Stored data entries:
----

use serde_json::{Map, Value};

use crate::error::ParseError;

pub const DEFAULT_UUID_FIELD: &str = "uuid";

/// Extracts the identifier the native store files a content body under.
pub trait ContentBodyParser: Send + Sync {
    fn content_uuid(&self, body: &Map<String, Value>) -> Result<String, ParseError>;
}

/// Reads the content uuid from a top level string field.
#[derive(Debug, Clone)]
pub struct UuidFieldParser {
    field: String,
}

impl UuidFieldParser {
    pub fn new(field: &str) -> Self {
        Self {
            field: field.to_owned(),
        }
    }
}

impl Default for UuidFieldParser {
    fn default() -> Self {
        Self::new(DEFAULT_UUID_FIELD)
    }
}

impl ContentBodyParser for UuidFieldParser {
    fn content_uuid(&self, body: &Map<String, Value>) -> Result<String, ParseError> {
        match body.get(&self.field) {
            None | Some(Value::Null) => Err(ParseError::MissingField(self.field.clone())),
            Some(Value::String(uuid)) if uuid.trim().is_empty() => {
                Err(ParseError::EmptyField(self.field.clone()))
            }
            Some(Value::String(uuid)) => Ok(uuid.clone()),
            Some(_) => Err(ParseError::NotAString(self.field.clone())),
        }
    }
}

----

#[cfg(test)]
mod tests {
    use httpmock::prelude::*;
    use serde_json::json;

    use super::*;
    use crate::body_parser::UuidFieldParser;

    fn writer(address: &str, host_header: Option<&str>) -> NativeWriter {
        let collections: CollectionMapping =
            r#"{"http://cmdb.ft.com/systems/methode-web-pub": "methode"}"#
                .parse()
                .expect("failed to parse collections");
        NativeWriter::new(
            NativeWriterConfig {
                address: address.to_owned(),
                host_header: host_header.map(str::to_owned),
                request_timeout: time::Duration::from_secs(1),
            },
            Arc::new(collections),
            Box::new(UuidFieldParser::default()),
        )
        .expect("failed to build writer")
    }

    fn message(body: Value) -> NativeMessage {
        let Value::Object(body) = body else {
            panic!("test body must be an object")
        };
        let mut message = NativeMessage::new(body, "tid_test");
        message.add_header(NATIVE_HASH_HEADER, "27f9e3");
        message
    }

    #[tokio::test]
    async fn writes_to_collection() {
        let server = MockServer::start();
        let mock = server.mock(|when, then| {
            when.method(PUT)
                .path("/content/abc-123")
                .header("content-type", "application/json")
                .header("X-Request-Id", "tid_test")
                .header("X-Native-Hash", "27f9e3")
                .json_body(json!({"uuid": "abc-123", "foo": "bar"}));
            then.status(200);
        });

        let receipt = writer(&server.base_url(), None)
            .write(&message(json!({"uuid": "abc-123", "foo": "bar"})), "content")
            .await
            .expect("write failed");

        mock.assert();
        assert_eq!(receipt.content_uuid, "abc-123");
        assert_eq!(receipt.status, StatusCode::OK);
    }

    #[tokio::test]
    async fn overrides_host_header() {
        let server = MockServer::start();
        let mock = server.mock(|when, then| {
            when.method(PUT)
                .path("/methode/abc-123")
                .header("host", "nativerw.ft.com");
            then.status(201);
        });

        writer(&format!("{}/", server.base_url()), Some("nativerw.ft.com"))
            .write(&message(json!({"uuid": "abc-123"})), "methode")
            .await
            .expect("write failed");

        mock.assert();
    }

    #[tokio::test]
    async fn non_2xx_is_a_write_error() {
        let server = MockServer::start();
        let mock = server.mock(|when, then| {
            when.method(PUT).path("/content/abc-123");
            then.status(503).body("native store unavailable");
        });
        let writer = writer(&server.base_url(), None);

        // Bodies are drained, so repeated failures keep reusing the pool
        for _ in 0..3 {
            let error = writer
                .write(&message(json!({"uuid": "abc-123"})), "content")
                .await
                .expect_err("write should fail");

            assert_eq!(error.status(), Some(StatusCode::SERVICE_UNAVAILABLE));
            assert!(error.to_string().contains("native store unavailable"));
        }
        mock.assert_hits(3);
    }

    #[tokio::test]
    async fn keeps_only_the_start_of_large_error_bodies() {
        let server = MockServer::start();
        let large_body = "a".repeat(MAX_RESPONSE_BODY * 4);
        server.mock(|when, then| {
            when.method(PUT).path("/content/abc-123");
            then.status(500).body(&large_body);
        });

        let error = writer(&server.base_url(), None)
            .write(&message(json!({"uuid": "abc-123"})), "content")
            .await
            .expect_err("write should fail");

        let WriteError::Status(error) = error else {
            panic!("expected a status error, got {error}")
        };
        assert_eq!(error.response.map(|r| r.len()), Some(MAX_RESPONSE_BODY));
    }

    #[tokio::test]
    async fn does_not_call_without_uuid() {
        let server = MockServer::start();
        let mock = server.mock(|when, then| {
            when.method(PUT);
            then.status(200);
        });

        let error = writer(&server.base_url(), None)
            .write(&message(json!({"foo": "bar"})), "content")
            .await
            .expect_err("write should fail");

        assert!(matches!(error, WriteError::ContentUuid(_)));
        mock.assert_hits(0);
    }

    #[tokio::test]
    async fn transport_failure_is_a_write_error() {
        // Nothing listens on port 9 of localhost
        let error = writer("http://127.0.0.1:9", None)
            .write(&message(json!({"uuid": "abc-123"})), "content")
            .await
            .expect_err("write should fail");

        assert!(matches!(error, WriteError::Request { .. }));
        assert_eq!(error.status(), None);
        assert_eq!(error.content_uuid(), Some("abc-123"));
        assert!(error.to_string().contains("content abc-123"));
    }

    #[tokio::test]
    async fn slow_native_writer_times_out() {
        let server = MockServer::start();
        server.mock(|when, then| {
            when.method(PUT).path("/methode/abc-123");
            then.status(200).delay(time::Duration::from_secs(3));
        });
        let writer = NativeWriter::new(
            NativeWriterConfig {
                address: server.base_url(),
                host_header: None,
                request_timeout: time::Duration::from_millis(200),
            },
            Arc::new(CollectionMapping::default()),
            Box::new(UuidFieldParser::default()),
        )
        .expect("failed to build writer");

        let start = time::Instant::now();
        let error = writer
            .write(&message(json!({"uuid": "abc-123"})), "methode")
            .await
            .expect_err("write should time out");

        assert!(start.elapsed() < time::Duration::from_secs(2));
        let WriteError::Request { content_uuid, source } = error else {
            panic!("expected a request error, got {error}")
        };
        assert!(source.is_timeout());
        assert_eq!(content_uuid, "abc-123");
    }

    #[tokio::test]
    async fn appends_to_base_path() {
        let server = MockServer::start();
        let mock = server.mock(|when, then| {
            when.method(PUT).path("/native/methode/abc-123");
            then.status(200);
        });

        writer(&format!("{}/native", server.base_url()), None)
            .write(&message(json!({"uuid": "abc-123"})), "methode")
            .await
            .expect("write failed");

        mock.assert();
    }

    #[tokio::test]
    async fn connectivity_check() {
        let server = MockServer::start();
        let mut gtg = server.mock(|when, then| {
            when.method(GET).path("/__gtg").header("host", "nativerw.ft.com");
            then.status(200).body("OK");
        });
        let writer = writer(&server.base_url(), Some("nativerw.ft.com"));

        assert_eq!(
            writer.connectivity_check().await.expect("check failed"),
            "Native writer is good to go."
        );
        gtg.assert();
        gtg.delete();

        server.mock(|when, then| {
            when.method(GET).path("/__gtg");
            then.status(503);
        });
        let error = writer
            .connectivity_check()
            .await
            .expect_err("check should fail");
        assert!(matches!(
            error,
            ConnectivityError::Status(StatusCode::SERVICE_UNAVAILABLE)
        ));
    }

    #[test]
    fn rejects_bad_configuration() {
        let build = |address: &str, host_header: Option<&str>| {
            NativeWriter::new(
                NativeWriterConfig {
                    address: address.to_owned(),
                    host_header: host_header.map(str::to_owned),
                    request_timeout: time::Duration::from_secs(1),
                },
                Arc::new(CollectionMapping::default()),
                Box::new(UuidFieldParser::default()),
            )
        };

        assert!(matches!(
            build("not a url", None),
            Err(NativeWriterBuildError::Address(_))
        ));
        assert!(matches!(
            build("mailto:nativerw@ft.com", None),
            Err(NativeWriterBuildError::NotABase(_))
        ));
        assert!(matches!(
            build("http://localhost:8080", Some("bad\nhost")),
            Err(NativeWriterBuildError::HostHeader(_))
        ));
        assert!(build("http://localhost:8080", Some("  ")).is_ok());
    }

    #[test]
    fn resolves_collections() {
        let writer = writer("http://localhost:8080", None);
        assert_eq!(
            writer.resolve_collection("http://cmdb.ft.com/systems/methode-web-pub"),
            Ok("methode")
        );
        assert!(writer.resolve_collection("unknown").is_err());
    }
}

----

Work required:
Read the records above. Show each line that has the string "async".

Answer for the task:
    async fn writes_to_collection() {
    async fn overrides_host_header() {
    async fn non_2xx_is_a_write_error() {
    async fn keeps_only_the_start_of_large_error_bodies() {
    async fn does_not_call_without_uuid() {
    async fn transport_failure_is_a_write_error() {
    async fn slow_native_writer_times_out() {
    async fn appends_to_base_path() {
    async fn connectivity_check() {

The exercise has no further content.